The first episode of Let’s Find Out, where we take your questions about Edmonton’s history and find out the answer together. This episode: the Snow Goose Case. How did the Snow Goose Festival become the Snow Goose Chase?

The answer reveals something fascinating about us, what we can get used to, and how quickly normal can change.

 

In this episode, we followed a family who’d come out birding on the Snow Goose Chase for the first time: Sophie Matovu, Aara Matovu, and Diana Riley.

We learned that the Snow Goose Festival used to draw thousands of birders to Tofield to see the migratory birds passing through nearby Beaverhill Lake.

Listen to the episode to find out what happened next, then look below the spoiler line for more information.

spoilers below

Our journey leads us to find out what happened to Beaverhill Lake.

I travelled down to Tofield to ask Recreation/Facilities Coordinator Vanita Eglauer where the lake is today. Below you can see the map she pulled up, created by the Edmonton Nature Club’s Jim Lange walking around with a GPS back in 2012. It was a shadow of its former self. And today it’s even smaller.

The bird blind at Francis Viewpoint used to sit right at the edge of the lake – a perfect spot to watch birds on the water without spooking them. Today, all you can see from that spot is grass and cattle.

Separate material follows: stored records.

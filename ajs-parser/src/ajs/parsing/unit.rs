//! Unit grammar
//!
//!     Recursive descent over one source:
//!
//!         document  = unit+
//!         unit      = "unit" "=" attrs ";" "{" parameter* unit* "}"
//!         attrs     = name ["," permission ["," owner ["," resource-group]]]
//!         parameter = name "=" value ("," value)* ";"
//!         value     = quoted | tuple | raw
//!
//!     Whitespace and comments may appear between units, between parameters and
//!     around the braces. Inside a parameter only plain whitespace is skipped, so
//!     `//` in a raw value (a UNC path, a URL) stays text.
//!
//!     A name opens a child unit when it is exactly `unit`; whitespace, line breaks
//!     included, may separate the keyword from its `=` at any depth.
//!
//! Raw values
//!
//!     A raw value runs to the next `,`, `;` or line break and loses trailing
//!     whitespace. A quote character inside it starts an embedded quoted substring:
//!     the substring is scanned with the usual escaping rules and written back into
//!     the raw text re-escaped, so `sc=run "a,b";` keeps its comma and reads as
//!     `run "a,b"`.
//!
//! Units
//!
//!     A unit is finalized when its closing brace is read, after all of its children.
//!     Every unit needs a non-empty `ty` parameter; its first value becomes the type
//!     code. The first failure aborts the whole parse.

use crate::ajs::ast::tree::UnitDraft;
use crate::ajs::ast::{Parameter, ParameterValue, Position, UnitHeader};
use crate::ajs::error::{ParseError, ParseResult};
use crate::ajs::lexing::scanner::describe;
use crate::ajs::lexing::{LineSource, TokenScanner};
use crate::ajs::parsing::tuple::parse_tuple;
use tracing::trace;

const UNIT_KEYWORD: &str = "unit";
const MAX_ATTRIBUTES: usize = 4;

/// Recursive-descent parser for unit definitions
pub(crate) struct UnitGrammar<S> {
    scanner: TokenScanner<S>,
    raw_stops: Vec<char>,
}

impl<S: LineSource> UnitGrammar<S> {
    pub fn new(scanner: TokenScanner<S>) -> Self {
        let mut raw_stops = vec![',', ';', '\n'];
        raw_stops.extend(scanner.options().quotes.iter().map(|rule| rule.quote));
        Self { scanner, raw_stops }
    }

    /// Parse every top-level unit up to end of input.
    pub fn parse_document(&mut self) -> ParseResult<Vec<UnitDraft>> {
        let mut roots = Vec::new();
        loop {
            self.scanner.skip_whitespace()?;
            if self.scanner.at_eof() {
                break;
            }
            roots.push(self.parse_unit(None)?);
        }
        if roots.is_empty() {
            return Err(self.scanner.syntax_error("no unit definition found"));
        }
        Ok(roots)
    }

    /// Lines read so far, for logging.
    pub fn line_count(&self) -> usize {
        self.scanner.position().line
    }

    fn parse_unit(&mut self, parent: Option<&str>) -> ParseResult<UnitDraft> {
        self.scanner.skip_whitespace()?;
        let position = self.scanner.position();
        self.scanner.scan_word(UNIT_KEYWORD)?;
        self.parse_unit_definition(position, parent)
    }

    /// Everything after the `unit` keyword, starting at the whitespace before `=`.
    fn parse_unit_definition(
        &mut self,
        position: Position,
        parent: Option<&str>,
    ) -> ParseResult<UnitDraft> {
        self.scanner.skip_spaces()?;
        self.scanner.expect_char('=')?;
        let header = self.parse_header()?;
        self.scanner.expect_char(';')?;
        self.scanner.skip_whitespace()?;
        self.scanner.expect_char('{')?;

        let fully_qualified_name = match parent {
            Some(parent) => format!("{}/{}", parent, header.name),
            None => header.name.clone(),
        };

        let mut parameters = Vec::new();
        let mut children = Vec::new();
        loop {
            self.scanner.skip_whitespace()?;
            if self.scanner.at_eof() || self.scanner.current() == '}' {
                break;
            }
            let start = self.scanner.position();
            let name = self.scan_parameter_name()?;
            if name == UNIT_KEYWORD {
                children.push(self.parse_unit_definition(start, Some(&fully_qualified_name))?);
            } else if children.is_empty() {
                parameters.push(self.parse_parameter(name, start)?);
            } else {
                return Err(ParseError::syntax(
                    format!(
                        "expected `}}` closing unit `{}`, found parameter `{}`",
                        fully_qualified_name, name
                    ),
                    start,
                    self.scanner.stream().snippet(),
                ));
            }
        }

        if self.scanner.at_eof() {
            return Err(self.scanner.syntax_error(format!(
                "expected `}}` closing unit `{}`, found {}",
                fully_qualified_name,
                describe(self.scanner.current())
            )));
        }
        let type_code = parameters
            .iter()
            .find(|param| param.name() == "ty")
            .map(|ty| ty.first_value().as_str().into_owned())
            .filter(|code| !code.is_empty())
            .ok_or_else(|| {
                self.scanner.syntax_error(format!(
                    "unit `{}` has no `ty` parameter",
                    fully_qualified_name
                ))
            })?;
        self.scanner.advance()?;

        trace!(
            unit = %fully_qualified_name,
            ty = %type_code,
            parameters = parameters.len(),
            children = children.len(),
            "unit finalized"
        );
        Ok(UnitDraft {
            header,
            type_code,
            parameters,
            children,
            fully_qualified_name,
            position,
        })
    }

    /// The attribute fields between `unit=` and `;`. Empty fields read as absent.
    fn parse_header(&mut self) -> ParseResult<UnitHeader> {
        let start = self.scanner.position();
        let mut fields: Vec<String> = Vec::with_capacity(MAX_ATTRIBUTES);
        loop {
            let field = self.scanner.scan_until(&[',', ';', '{', '}', '\n'])?;
            fields.push(field.trim().to_string());
            if self.scanner.at_eof() || self.scanner.current() != ',' {
                break;
            }
            if fields.len() == MAX_ATTRIBUTES {
                return Err(self.scanner.syntax_error(format!(
                    "a unit has at most {} attributes",
                    MAX_ATTRIBUTES
                )));
            }
            self.scanner.advance()?;
        }

        let mut fields = fields.into_iter().map(|field| (!field.is_empty()).then_some(field));
        let name = match fields.next().flatten() {
            Some(name) => name,
            None => {
                return Err(ParseError::syntax(
                    "unit name is missing",
                    start,
                    self.scanner.stream().snippet(),
                ))
            }
        };
        Ok(UnitHeader {
            name,
            permission: fields.next().flatten(),
            owner: fields.next().flatten(),
            resource_group: fields.next().flatten(),
        })
    }

    /// A parameter name, or the `unit` keyword of a child unit.
    fn scan_parameter_name(&mut self) -> ParseResult<String> {
        let position = self.scanner.position();
        let name = self.scanner.scan_until(&['=', ';', '{', '}', '\n'])?;
        let name = name.trim();
        if name.is_empty() || !name.chars().all(|ch| ch.is_ascii_alphanumeric() || ch == '_') {
            return Err(ParseError::syntax(
                format!("invalid parameter name `{}`", name),
                position,
                self.scanner.stream().snippet(),
            ));
        }
        Ok(name.to_string())
    }

    fn parse_parameter(&mut self, name: String, position: Position) -> ParseResult<Parameter> {
        if self.scanner.at_eof() || self.scanner.current() != '=' {
            return Err(self.scanner.syntax_error(format!(
                "expected `=` after parameter name `{}`, found {}",
                name,
                describe(self.scanner.current())
            )));
        }
        self.scanner.advance()?;

        let mut values = vec![self.parse_value()?];
        self.scanner.skip_spaces()?;
        while !self.scanner.at_eof() && self.scanner.current() == ',' {
            self.scanner.advance()?;
            values.push(self.parse_value()?);
            self.scanner.skip_spaces()?;
        }
        self.scanner.expect_char(';')?;

        let parameter = Parameter::with_values(name.as_str(), values)
            .ok_or_else(|| self.scanner.syntax_error(format!("parameter `{}` has no value", name)))?;
        Ok(parameter.at(position))
    }

    fn parse_value(&mut self) -> ParseResult<ParameterValue> {
        self.scanner.skip_spaces()?;
        if self.scanner.quote_rule_at_current().is_some() {
            let (text, rule) = self.scanner.scan_quoted_string()?;
            return Ok(ParameterValue::quoted_with(text, rule));
        }
        if !self.scanner.at_eof() && self.scanner.current() == '(' {
            return Ok(ParameterValue::tuple(parse_tuple(&mut self.scanner)?));
        }
        self.parse_raw()
    }

    fn parse_raw(&mut self) -> ParseResult<ParameterValue> {
        let mut text = String::new();
        loop {
            let chunk = self.scanner.scan_until(&self.raw_stops)?;
            text.push_str(&chunk);
            if self.scanner.quote_rule_at_current().is_none() {
                break;
            }
            let (quoted, rule) = self.scanner.scan_quoted_string()?;
            text.push_str(&rule.escape(&quoted));
        }
        text.truncate(text.trim_end().len());
        Ok(ParameterValue::raw(text))
    }
}

#[cfg(test)]
mod tests {
    use super::*;
    use crate::ajs::lexing::{CharacterStream, StrSource};
    use crate::ajs::parsing::ParseOptions;

    fn parse_drafts(text: &str) -> Result<Vec<UnitDraft>, ParseError> {
        let stream = CharacterStream::new(StrSource::new(text))?;
        let scanner = TokenScanner::new(stream, ParseOptions::default().scanner);
        UnitGrammar::new(scanner).parse_document()
    }

    fn message(text: &str) -> String {
        let err = parse_drafts(text).unwrap_err();
        err.message().unwrap_or_default().to_string()
    }

    #[test]
    fn test_header_fields() {
        let drafts = parse_drafts("unit=NET,AP,jp1admin,grp;{ty=n;}").unwrap();
        let header = &drafts[0].header;
        assert_eq!(header.name, "NET");
        assert_eq!(header.permission.as_deref(), Some("AP"));
        assert_eq!(header.owner.as_deref(), Some("jp1admin"));
        assert_eq!(header.resource_group.as_deref(), Some("grp"));

        let drafts = parse_drafts("unit = NET;{ty=n;}").unwrap();
        assert_eq!(drafts[0].header, UnitHeader::new("NET"));
    }

    #[test]
    fn test_header_errors() {
        assert_eq!(message("unit=,,,;{ty=n;}"), "unit name is missing");
        assert_eq!(message("unit=A,b,c,d,e;{ty=n;}"), "a unit has at most 4 attributes");
        assert_eq!(message("unit=A{ty=n;}"), "expected `;`, found `{`");
    }

    #[test]
    fn test_value_variants() {
        let drafts = parse_drafts("unit=J,,,;{ty=j;te=1, \"a,b\" ,(f=A,t=B),'x#'y';}").unwrap();
        let te = &drafts[0].parameters[1];
        assert_eq!(te.name(), "te");
        assert_eq!(te.len(), 4);
        assert_eq!(te.values()[0], ParameterValue::raw("1"));
        assert_eq!(te.values()[1], ParameterValue::quoted("a,b"));
        assert_eq!(te.values()[2].as_tuple().map(|tuple| tuple.len()), Some(2));
        assert_eq!(te.values()[3].as_str(), "x'y");
    }

    #[test]
    fn test_raw_value_with_embedded_quotes() {
        let drafts = parse_drafts("unit=J,,,;{ty=j;sc=run \"a,b;c\" now  ;}").unwrap();
        let sc = &drafts[0].parameters[1];
        assert_eq!(sc.values(), &[ParameterValue::raw("run \"a,b;c\" now")]);
    }

    #[test]
    fn test_raw_value_reescapes_embedded_escapes() {
        let drafts = parse_drafts("unit=J,,,;{ty=j;sc=x\"#\"q##\"y;}").unwrap();
        assert_eq!(drafts[0].parameters[1].first_value().as_str(), "x\"#\"q##\"y");
    }

    #[test]
    fn test_raw_value_with_unterminated_embedded_quote() {
        assert_eq!(
            message("unit=J,,,;{ty=j;sc=run \"oops;}"),
            "unterminated quoted text opened at line 1, column 24"
        );
    }

    #[test]
    fn test_comments_between_parameters_but_not_inside_values() {
        let text = "/* net */ unit=J,,,;{ // header\n ty=j; sc=//srv/share/run.bat;\n}";
        let drafts = parse_drafts(text).unwrap();
        assert_eq!(drafts[0].parameters[1].first_value().as_str(), "//srv/share/run.bat");
    }

    #[test]
    fn test_children_and_fully_qualified_names() {
        let text = "unit=A,,,;{ty=n;unit=B,,,;{ty=n;unit=C,,,;{ty=j;}}unit=D,,,;{ty=j;}}";
        let drafts = parse_drafts(text).unwrap();
        let a = &drafts[0];
        assert_eq!(a.children.len(), 2);
        assert_eq!(a.children[0].children[0].fully_qualified_name, "A/B/C");
        assert_eq!(a.children[1].fully_qualified_name, "A/D");
    }

    #[test]
    fn test_parameters_after_children_are_rejected() {
        assert_eq!(
            message("unit=A,,,;{ty=n;unit=B,,,;{ty=j;}cm=x;}"),
            "expected `}` closing unit `A`, found parameter `cm`"
        );
    }

    #[test]
    fn test_unit_keyword_may_be_followed_by_a_line_break() {
        let text = "unit\n=A,,,;{ty=n;\n  unit\n  =B,,,;{ty=j;}\n  unit =C,,,;{ty=j;}\n}";
        let drafts = parse_drafts(text).unwrap();
        let names: Vec<&str> = drafts[0]
            .children
            .iter()
            .map(|child| child.fully_qualified_name.as_str())
            .collect();
        assert_eq!(names, vec!["A/B", "A/C"]);
        assert_eq!(drafts[0].children[0].position, Position::new(3, 3));
    }

    #[test]
    fn test_names_that_start_with_unit_are_parameters() {
        let drafts = parse_drafts("unit=A,,,;{ty=n;units=3;unit_x=y;}").unwrap();
        let names: Vec<&str> = drafts[0].parameters.iter().map(Parameter::name).collect();
        assert_eq!(names, vec!["ty", "units", "unit_x"]);
        assert!(drafts[0].children.is_empty());
    }

    #[test]
    fn test_missing_ty_rejected() {
        assert_eq!(message("unit=FOO,,,;{}"), "unit `FOO` has no `ty` parameter");
        assert_eq!(message("unit=FOO,,,;{ty=;}"), "unit `FOO` has no `ty` parameter");
    }

    #[test]
    fn test_parameter_errors() {
        assert_eq!(message("unit=A,,,;{ty=n\n}"), "expected `;`, found `}`");
        assert_eq!(message("unit=A,,,;{ty n;}"), "invalid parameter name `ty n`");
        assert_eq!(message("unit=A,,,;{ty;}"), "expected `=` after parameter name `ty`, found `;`");
        assert_eq!(message("unit=A,,,;{ty=n;"), "expected `}` closing unit `A`, found end of input");
    }

    #[test]
    fn test_document_needs_a_unit() {
        assert_eq!(message("  // nothing here\n"), "no unit definition found");
        assert_eq!(message("unix=A;{}"), "word not found: expected `unit`");
    }
}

Many factors probably contributed to the decline of Beaverhill Lake, including small changes in evaporation, precipitation, and runoff. This 2008 study by Garth van der Kamp, Dwayne Keir, and Marlene S. Evans showed that many of Canada’s prairie lakes went through a decline in the 20th century for similar reasons.

9 comments

  1. This was so interesting. There are several lakes in this area (Camrose) that have all but disappeared. Many of them were important wild bird nesting/stop over sites. Bittern Lake, Miquelon, Manitou Lake near Marsden Saskatchewan. Such a loss.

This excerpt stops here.